I appreciate your help. I'll make those adjustments. I'm sure they will help. I'm determined to get it to work. Lol


----------



## lsg (Sep 3, 2015)

You can also use cocoa butter and no water in the recipe to make harder bath bombs.  You can also seal your bath bombs in cellophane packages.


----------



## sethkaylyn (Sep 3, 2015)

Thanks Isg!


----------



## PinkCupcake (Sep 3, 2015)

I live in a very humid climate, too. I have been experimenting with bath bombs. So far, I find that using a little coconut oil, shea butter, or cocoa butter in place of water really helps. I don't use any water at all. And I use a little clay to help harden the bombs. I still don't have the perfect formula, but those are things that have really improved my bombs.

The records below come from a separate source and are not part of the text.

//! Renders a [`ParameterArtifact`] as a C header/source pair of `mzd_local_t`
//! initialisers, the `lowmc_round_t` table and the `lowmc_t` descriptor.

use core::fmt::Write;

use crate::artifact::{constant_name, key_matrix_name, ParameterArtifact, ReducedRefs};
use crate::pack::PackedMatrix;

const TYPENAME: &str = "mzd_local_t";

/// File stem `lowmc_{n}_{k}_{r}` shared by the header, source and descriptor symbol.
pub fn stem(artifact: &ParameterArtifact) -> String {
    format!("lowmc_{}", artifact.params().tag())
}

/// Renders the header declaring the descriptor.
pub fn render_header(artifact: &ParameterArtifact) -> String {
    let stem = stem(artifact);
    let guard = stem.to_uppercase();
    format!(
        "#ifndef {guard}_H\n\
         #define {guard}_H\n\
         \n\
         #include \"lowmc_pars.h\"\n\
         \n\
         #if !defined(MUL_M4RI)\n\
         extern const lowmc_t {stem};\n\
         #else\n\
         extern lowmc_t {stem};\n\
         #endif\n\
         \n\
         #endif\n"
    )
}

/// Renders the source defining every object, the round table and the descriptor.
pub fn render_source(artifact: &ParameterArtifact) -> String {
    let stem = stem(artifact);
    let d = &artifact.descriptor;
    let mut out = String::new();

    out.push_str("#ifdef HAVE_CONFIG_H\n#include <config.h>\n#endif\n\n#include <stddef.h>\n\n");
    let _ = writeln!(out, "#include \"{stem}.h\"\n");

    let reduced = d.reduced.as_ref();
    for round in artifact.round_objects() {
        let layer = round.linear_layer;
        write_matrix(&mut out, &layer.name, &layer.matrix);
        out.push('\n');
    }

    if reduced.is_some() {
        out.push_str("#if !defined(REDUCED_LINEAR_LAYER)");
    }
    for i in 0..=d.rounds {
        let name = key_matrix_name(i);
        if let Some(m) = artifact.object(&name) {
            out.push('\n');
            write_matrix(&mut out, &name, m);
        }
    }
    for i in 0..d.rounds {
        let name = constant_name(i);
        if let Some(m) = artifact.object(&name) {
            out.push('\n');
            write_matrix(&mut out, &name, m);
        }
    }
    if let Some(refs) = reduced {
        out.push_str("#endif\n");
        out.push_str("#if defined(REDUCED_LINEAR_LAYER)\n");
        for name in [
            &refs.linear_key_matrix,
            &refs.non_linear_key_matrix,
            &refs.linear_constant,
            &refs.non_linear_constant,
        ] {
            if let Some(m) = artifact.object(name) {
                write_matrix(&mut out, name, m);
                out.push('\n');
            }
        }
        out.push_str("#endif\n\n");
    } else {
        out.push('\n');
    }

    write_round_table(&mut out, artifact, reduced.is_some());
    write_descriptor(&mut out, artifact, &stem, reduced);
    out
}

fn write_matrix(out: &mut String, name: &str, m: &PackedMatrix) {
    let digits = m.width().bits() / 4;
    let bits = m.width().bits();
    let _ = writeln!(
        out,
        "static const {TYPENAME} {name} = {{ {}, {}, {}, {}, {{ 0 }}, {{",
        m.rows(),
        m.cols(),
        m.words_per_row(),
        m.row_stride()
    );
    for row in 0..m.rows() {
        let words: Vec<String> = m
            .row(row)
            .iter()
            .map(|w| format!("UINT{bits}_C(0x{w:0digits$x})"))
            .collect();
        let _ = writeln!(out, "  {},", words.join(", "));
    }
    out.push_str("}};\n");
}

fn write_round_table(out: &mut String, artifact: &ParameterArtifact, reduced: bool) {
    let rounds = artifact.descriptor.rounds;
    let _ = write!(
        out,
        "#if defined(MUL_M4RI)\n\
         static lowmc_round_t rounds[{rounds}] = {{\n\
         #else\n\
         static const lowmc_round_t rounds[{rounds}] = {{\n\
         #endif\n"
    );
    for round in artifact.round_objects() {
        let (k, l, c) = (
            &round.key_matrix.name,
            &round.linear_layer.name,
            &round.constant.name,
        );
        if reduced {
            let _ = write!(
                out,
                "\n  {{\n\
                 #if !defined(REDUCED_LINEAR_LAYER)\n\
                 #if defined(MUL_M4RI)\n    &{k}, &{l}, &{c}, NULL, NULL\n\
                 #else\n    &{k}, &{l}, &{c}\n#endif\n\
                 #else\n\
                 #if defined(MUL_M4RI)\n    &{l}, NULL\n\
                 #else\n    &{l}\n#endif\n\
                 #endif\n  }},"
            );
        } else {
            let _ = write!(
                out,
                "\n  {{\n\
                 #if defined(MUL_M4RI)\n    &{k}, &{l}, &{c}, NULL, NULL\n\
                 #else\n    &{k}, &{l}, &{c}\n#endif\n  }},"
            );
        }
    }
    out.push_str("\n};\n\n");
}

fn write_descriptor(
    out: &mut String,
    artifact: &ParameterArtifact,
    stem: &str,
    reduced: Option<&ReducedRefs>,
) {
    let d = &artifact.descriptor;
    let _ = writeln!(
        out,
        "#if defined(MUL_M4RI)\nlowmc_t {stem} = {{\n#else\nconst lowmc_t {stem} = {{\n#endif"
    );
    let _ = writeln!(
        out,
        "  {}, {}, {}, {},",
        d.sbox_count, d.block_size, d.rounds, d.key_size
    );
    match reduced {
        Some(refs) => {
            let _ = writeln!(
                out,
                "#if defined(REDUCED_LINEAR_LAYER)\n  &{},\n#else\n  &{},\n#endif",
                refs.linear_key_matrix, d.key_matrix
            );
        }
        None => {
            let _ = writeln!(out, "  &{},", d.key_matrix);
        }
    }
    out.push_str("#if defined(MUL_M4RI)\n  NULL,\n#endif\n  rounds,\n");
    if let Some(refs) = reduced {
        let _ = writeln!(
            out,
            "#if defined(REDUCED_LINEAR_LAYER)\n  &{},\n#if defined(MUL_M4RI)\n  NULL,\n#endif\n  &{},\n  &{},\n#endif",
            refs.non_linear_key_matrix, refs.linear_constant, refs.non_linear_constant
        );
    }
    out.push_str("#if defined(WITH_CUSTOM_INSTANCES)\n  { NULL, NULL, NULL, NULL },\n  false\n#endif\n};\n");
}
//! Dense linear algebra over GF(2) used by the LowMC parameter generator.
//!
//! This crate provides the two value types the generator works with:
//! - [`BitVector`], a fixed-length vector of bits.
//! - [`BitMatrix`], a dense row-major binary matrix with rank, inversion,
//!   products and the index manipulations needed by the key-schedule reduction.
//!
//! Both types pack bits into 64-bit words, bit `j` of a row living in word
//! `j / 64` at position `j % 64`. Matrices are intentionally dense; the
//! dimensions involved are at most a few hundred bits.

#![forbid(unsafe_code)]
#![deny(missing_docs)]

mod error;
mod matrix;
mod vector;

pub use crate::error::Gf2Error;
pub use crate::matrix::BitMatrix;
pub use crate::vector::BitVector;

/// Number of bits stored per backing word.
pub const WORD_BITS: usize = 64;

#[inline]
pub(crate) const fn words_for(bits: usize) -> usize {
    bits.div_ceil(WORD_BITS)
}

#[inline]
pub(crate) const fn tail_mask(bits: usize) -> u64 {
    match bits % WORD_BITS {
        0 => u64::MAX,
        used => (1u64 << used) - 1,
    }
}
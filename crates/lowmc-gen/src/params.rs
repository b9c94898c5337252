//! Instance dimensions and the named LowMC parameter sets.

use core::fmt;

use serde::{Deserialize, Serialize};

/// Dimensions that fully determine a sampled instance.
#[derive(Clone, Copy, Debug, PartialEq, Eq, Hash, Serialize, Deserialize)]
pub struct InstanceParams {
    /// State size `n` in bits.
    pub block_size: usize,
    /// Key size `k` in bits.
    pub key_size: usize,
    /// Number of rounds `r`.
    pub rounds: usize,
}

impl InstanceParams {
    /// LowMC with a 128-bit block and key, 20 rounds.
    pub const LOWMC_128_128_20: Self = Self::new(128, 128, 20);
    /// LowMC with a 192-bit block and key, 30 rounds.
    pub const LOWMC_192_192_30: Self = Self::new(192, 192, 30);
    /// LowMC with a 256-bit block and key, 38 rounds.
    pub const LOWMC_256_256_38: Self = Self::new(256, 256, 38);

    /// S-box count used with every named parameter set.
    pub const DEFAULT_SBOX_COUNT: usize = 10;

    /// Creates a parameter triple.
    pub const fn new(block_size: usize, key_size: usize, rounds: usize) -> Self {
        Self {
            block_size,
            key_size,
            rounds,
        }
    }

    /// Looks up a named parameter set such as `"128-128-20"`.
    pub fn preset(name: &str) -> Option<Self> {
        match name {
            "128-128-20" => Some(Self::LOWMC_128_128_20),
            "192-192-30" => Some(Self::LOWMC_192_192_30),
            "256-256-38" => Some(Self::LOWMC_256_256_38),
            _ => None,
        }
    }

    /// Base name `{n}_{k}_{r}` used for emitted files and symbols.
    pub fn tag(&self) -> String {
        format!("{}_{}_{}", self.block_size, self.key_size, self.rounds)
    }
}

impl Default for InstanceParams {
    fn default() -> Self {
        Self::LOWMC_128_128_20
    }
}

impl fmt::Display for InstanceParams {
    fn fmt(&self, f: &mut fmt::Formatter<'_>) -> fmt::Result {
        write!(f, "{}/{}/{}", self.block_size, self.key_size, self.rounds)
    }
}
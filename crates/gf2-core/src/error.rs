use thiserror::Error;

/// Errors raised by GF(2) matrix and vector operations.
#[derive(Clone, Debug, PartialEq, Eq, Error)]
pub enum Gf2Error {
    /// Operand shapes do not fit the requested operation.
    #[error("{op}: incompatible dimensions {left:?} and {right:?}")]
    DimensionMismatch {
        /// Name of the failing operation.
        op: &'static str,
        /// Shape of the left operand as `(rows, cols)`.
        left: (usize, usize),
        /// Shape of the right operand as `(rows, cols)`.
        right: (usize, usize),
    },

    /// A square matrix was required.
    #[error("matrix is not square ({rows}x{cols})")]
    NotSquare {
        /// Row count.
        rows: usize,
        /// Column count.
        cols: usize,
    },

    /// The matrix does not have full rank.
    #[error("matrix is rank deficient (rank {rank} < {dimension})")]
    RankDeficient {
        /// Rank found during elimination.
        rank: usize,
        /// Rank required for the operation.
        dimension: usize,
    },

    /// Deserialized storage does not match the declared dimensions.
    #[error("corrupt storage: {0}")]
    CorruptStorage(String),
}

Good luck with yours!


----------



## Nevada (Sep 3, 2015)

Air tight storage would be a good solution.


----------



## rparrny (Sep 3, 2015)

Yeah I usually make my bombs for holidays...no humidity.  On a whim a made a bunch of bombs a few weeks ago during the most humid week we had.  I turned on the air conditioner thinking it would get the humidity out.  After unmolding they started puffing so I jacked up the air conditioning and set them out to dry.  a couple of hours later I went to check on them only to find a mat of foam all over my counter....


----------



## Lizayle (Sep 21, 2015)

Ive been using shea butter but not a lot and then I bond it with witch hazel... it seems to be working!  Using water sets it off too early and makes for a weird consistency.


----------